Epstein-Barr virus nuclear antigen 2 retards cell growth, induces p21WAF1 expression, and modulates p53 activity post-translationally

The Epstein-Barr virus (EBV) nuclear antigen 2 (EBNA2) has been shown to be required for promotion of cell-cycle progression in EBV-immortalized B-lymphocytes. However, other studies have indicated that EBNA2 alone, in the absence of other EBV genes, may retard cell growth. To resolve this discrepancy, we investigated the effect of EBNA2 on the growth of various cells, including EBV target nasopharyngeal carcinoma cells, NPC-TW01 and NPC-TW04. We found that EBNA2 could retard cell growth, in stable Vero, HEp-2, and U2OS cell clones expressing EBNA2, and in Vero, 293, NPC-TW01, and NPC-TW04 cells transiently transfected with EBNA2. While investigating the mechanism underlying the growth-retarding function of EBNA2, we found that EBNA2 induced p21WAF1 expression in these cells.
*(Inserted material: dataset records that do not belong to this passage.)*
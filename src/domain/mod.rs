//! Core business entities, types and traits

pub mod error;
pub mod movie;

pub use error::{DomainError, DomainResult};
pub use movie::{Movie, MovieRepository};
//! Business logic and use cases

pub mod catalog;

pub use catalog::{CatalogService, MoviePage};
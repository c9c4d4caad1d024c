//! HTTP request metrics middleware
//!
//! Records `http_requests_total` (counter) and `http_request_duration_seconds`
//! (histogram) for every request passing through the router. The recorder is
//! installed in `main`; `/metrics` renders the Prometheus exposition text.

use axum::{body::Body, extract::MatchedPath, http::Request, middleware::Next, response::Response};
use std::time::Instant;

/// Middleware that records HTTP request metrics:
///
/// - **`http_requests_total`** — counter with labels `method`, `path`, `status`
/// - **`http_request_duration_seconds`** — histogram with labels `method`, `path`
pub async fn http_metrics_middleware(request: Request<Body>, next: Next) -> Response {
    let method = request.method().to_string();
    // Use the route template, not the concrete URI, to keep label
    // cardinality bounded.
    let path = request
        .extensions()
        .get::<MatchedPath>()
        .map(|mp| mp.as_str().to_string())
        .unwrap_or_else(|| request.uri().path().to_string());

    let start = Instant::now();
    let response = next.run(request).await;
    let duration = start.elapsed().as_secs_f64();

    let status = response.status().as_u16().to_string();

    metrics::counter!("http_requests_total", "method" => method.clone(), "path" => path.clone(), "status" => status)
        .increment(1);
    metrics::histogram!("http_request_duration_seconds", "method" => method, "path" => path)
        .record(duration);

    response
}
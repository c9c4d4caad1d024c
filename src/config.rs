//! Configuration module
//!
//! Settings come from a TOML file (default: `~/.config/movie-catalog/config.toml`,
//! overridable with the `MOVIE_CATALOG_CONFIG` environment variable). Every
//! section and field is optional and falls back to its default.

use std::path::{Path, PathBuf};

use serde::Deserialize;
use thiserror::Error;

#[derive(Debug, Error)]
pub enum ConfigError {
    #[error("failed to read config file: {0}")]
    Io(#[from] std::io::Error),

    #[error("failed to parse config file: {0}")]
    Parse(#[from] toml::de::Error),
}

/// Top-level application configuration
#[derive(Debug, Clone, Default, Deserialize)]
#[serde(default)]
pub struct AppConfig {
    pub server: ServerConfig,
    pub database: DatabaseSettings,
    pub logging: LoggingConfig,
}

/// HTTP server configuration
#[derive(Debug, Clone, Deserialize)]
#[serde(default)]
pub struct ServerConfig {
    /// Bind address
    pub host: String,
    /// Bind port
    pub port: u16,
}

impl Default for ServerConfig {
    fn default() -> Self {
        Self {
            host: "0.0.0.0".to_string(),
            port: 8000,
        }
    }
}

impl ServerConfig {
    pub fn address(&self) -> String {
        format!("{}:{}", self.host, self.port)
    }
}

/// Database settings
#[derive(Debug, Clone, Deserialize)]
#[serde(default)]
pub struct DatabaseSettings {
    /// SeaORM connection URL
    pub url: String,
}

impl Default for DatabaseSettings {
    fn default() -> Self {
        Self {
            url: "sqlite://./movies.db?mode=rwc".to_string(),
        }
    }
}

/// Logging configuration
#[derive(Debug, Clone, Deserialize)]
#[serde(default)]
pub struct LoggingConfig {
    /// Default tracing filter, overridable with `RUST_LOG`
    pub level: String,
}

impl Default for LoggingConfig {
    fn default() -> Self {
        Self {
            level: "info".to_string(),
        }
    }
}

impl AppConfig {
    /// Load configuration from a TOML file.
    pub fn load(path: &Path) -> Result<Self, ConfigError> {
        let contents = std::fs::read_to_string(path)?;
        Ok(toml::from_str(&contents)?)
    }
}

/// Default config file location (`~/.config/movie-catalog/config.toml`)
pub fn default_config_path() -> PathBuf {
    dirs_next::config_dir()
        .unwrap_or_else(|| PathBuf::from("."))
        .join("movie-catalog")
        .join("config.toml")
}

// ── Tests ──────────────────────────────────────────────────────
This induction of p21WAF1 expression was mediated through p53. EBNA2 was found to stimulate p53 to bind to the p53-response element within the p21WAF1 promoter, possibly by promoting p53 phosphorylation. This enhancement of p53 sequence-specific DNA-binding activity may be the mechanism through which EBNA2 activates the expression of p53-regulated genes, including p21WAF1 and mdm-2. Together, these studies reveal a possible intrinsic function of EBNA2 in cell-growth regulation and elucidate a novel mechanism by which EBNA2 modulates transcription.